'''

//! Host time and clocks.
//!
//! `HostTime` is a nanosecond count on the host's MIDI timeline. A stamp of zero means
//! "deliver now", matching how host MIDI services treat unscheduled packets.

use serde::{Deserialize, Serialize};
use std::sync::atomic::{AtomicU64, Ordering};
use std::time::{Duration, Instant};

#[derive(Debug, Clone, Copy, Default, PartialEq, Eq, PartialOrd, Ord, Hash, Serialize, Deserialize)]
pub struct HostTime(u64);

impl HostTime {
    pub const ZERO: HostTime = HostTime(0);

    #[inline]
    pub const fn from_nanos(nanos: u64) -> Self {
        Self(nanos)
    }

    #[inline]
    pub const fn as_nanos(self) -> u64 {
        self.0
    }

    #[inline]
    pub const fn is_zero(self) -> bool {
        self.0 == 0
    }

    #[inline]
    pub fn saturating_add(self, duration: Duration) -> Self {
        let nanos = u64::try_from(duration.as_nanos()).unwrap_or(u64::MAX);
        Self(self.0.saturating_add(nanos))
    }

    /// Zero when `earlier` is later than `self`.
    #[inline]
    pub fn saturating_duration_since(self, earlier: HostTime) -> Duration {
        Duration::from_nanos(self.0.saturating_sub(earlier.0))
    }
}

impl From<Duration> for HostTime {
    fn from(duration: Duration) -> Self {
        Self::ZERO.saturating_add(duration)
    }
}

impl std::fmt::Display for HostTime {
    fn fmt(&self, f: &mut std::fmt::Formatter<'_>) -> std::fmt::Result {
        write!(f, "{}ns", self.0)
    }
}

/// Source of the current host time.
///
/// Implementations must be monotonic: successive calls never go backwards.
pub trait HostClock: Send + Sync {
    fn now(&self) -> HostTime;
}

/// Wall-clock backed timeline, relative to the clock's creation.
///
/// The first reading is offset by one nanosecond so `now()` never returns the
/// "deliver now" sentinel.
#[derive(Debug, Clone, Copy)]
pub struct MonotonicClock {
    origin: Instant,
}

impl MonotonicClock {
    pub fn new() -> Self {
        Self {
            origin: Instant::now(),
        }
    }
}

impl Default for MonotonicClock {
    fn default() -> Self {
        Self::new()
    }
}

impl HostClock for MonotonicClock {
    fn now(&self) -> HostTime {
        HostTime::from_nanos(1).saturating_add(self.origin.elapsed())
    }
}

/// Clock that only moves when told to. Used for offline drivers and tests.
#[derive(Debug, Default)]
pub struct ManualClock {
    nanos: AtomicU64,
}

impl ManualClock {
    pub fn new(start: HostTime) -> Self {
        Self {
            nanos: AtomicU64::new(start.as_nanos()),
        }
    }

    /// Ignored if `time` is earlier than the current reading.
    pub fn set(&self, time: HostTime) {
        self.nanos.fetch_max(time.as_nanos(), Ordering::AcqRel);
    }

    pub fn advance(&self, duration: Duration) {
        let nanos = u64::try_from(duration.as_nanos()).unwrap_or(u64::MAX);
        let _ = self
            .nanos
            .fetch_update(Ordering::AcqRel, Ordering::Acquire, |n| {
                Some(n.saturating_add(nanos))
            });
    }
}

impl HostClock for ManualClock {
    fn now(&self) -> HostTime {
        HostTime::from_nanos(self.nanos.load(Ordering::Acquire))
    }
}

'''

Work item: The records above must be set down again exactly as written.

Response to this exercise:
//! Host time and clocks.
//!
//! `HostTime` is a nanosecond count on the host's MIDI timeline. A stamp of zero means
//! "deliver now", matching how host MIDI services treat unscheduled packets.

use serde::{Deserialize, Serialize};
use std::sync::atomic::{AtomicU64, Ordering};
use std::time::{Duration, Instant};

#[derive(Debug, Clone, Copy, Default, PartialEq, Eq, PartialOrd, Ord, Hash, Serialize, Deserialize)]
pub struct HostTime(u64);

impl HostTime {
    pub const ZERO: HostTime = HostTime(0);

    #[inline]
    pub const fn from_nanos(nanos: u64) -> Self {
        Self(nanos)
    }

    #[inline]
    pub const fn as_nanos(self) -> u64 {
        self.0
    }

    #[inline]
    pub const fn is_zero(self) -> bool {
        self.0 == 0
    }

    #[inline]
    pub fn saturating_add(self, duration: Duration) -> Self {
        let nanos = u64::try_from(duration.as_nanos()).unwrap_or(u64::MAX);
        Self(self.0.saturating_add(nanos))
    }

    /// Zero when `earlier` is later than `self`.
    #[inline]
    pub fn saturating_duration_since(self, earlier: HostTime) -> Duration {
        Duration::from_nanos(self.0.saturating_sub(earlier.0))
    }
}

impl From<Duration> for HostTime {
    fn from(duration: Duration) -> Self {
        Self::ZERO.saturating_add(duration)
    }
}

impl std::fmt::Display for HostTime {
    fn fmt(&self, f: &mut std::fmt::Formatter<'_>) -> std::fmt::Result {
        write!(f, "{}ns", self.0)
    }
}

/// Source of the current host time.
///
/// Implementations must be monotonic: successive calls never go backwards.
pub trait HostClock: Send + Sync {
    fn now(&self) -> HostTime;
}

/// Wall-clock backed timeline, relative to the clock's creation.
///
/// The first reading is offset by one nanosecond so `now()` never returns the
/// "deliver now" sentinel.
#[derive(Debug, Clone, Copy)]
pub struct MonotonicClock {
    origin: Instant,
}

impl MonotonicClock {
    pub fn new() -> Self {
        Self {
            origin: Instant::now(),
        }
    }
}

impl Default for MonotonicClock {
    fn default() -> Self {
        Self::new()
    }
}

impl HostClock for MonotonicClock {
    fn now(&self) -> HostTime {
        HostTime::from_nanos(1).saturating_add(self.origin.elapsed())
    }
}

/// Clock that only moves when told to. Used for offline drivers and tests.
#[derive(Debug, Default)]
pub struct ManualClock {
    nanos: AtomicU64,
}

impl ManualClock {
    pub fn new(start: HostTime) -> Self {
        Self {
            nanos: AtomicU64::new(start.as_nanos()),
        }
    }

    /// Ignored if `time` is earlier than the current reading.
    pub fn set(&self, time: HostTime) {
        self.nanos.fetch_max(time.as_nanos(), Ordering::AcqRel);
    }

    pub fn advance(&self, duration: Duration) {
        let nanos = u64::try_from(duration.as_nanos()).unwrap_or(u64::MAX);
        let _ = self
            .nanos
            .fetch_update(Ordering::AcqRel, Ordering::Acquire, |n| {
                Some(n.saturating_add(nanos))
            });
    }
}

impl HostClock for ManualClock {
    fn now(&self) -> HostTime {
        HostTime::from_nanos(self.nanos.load(Ordering::Acquire))
    }
}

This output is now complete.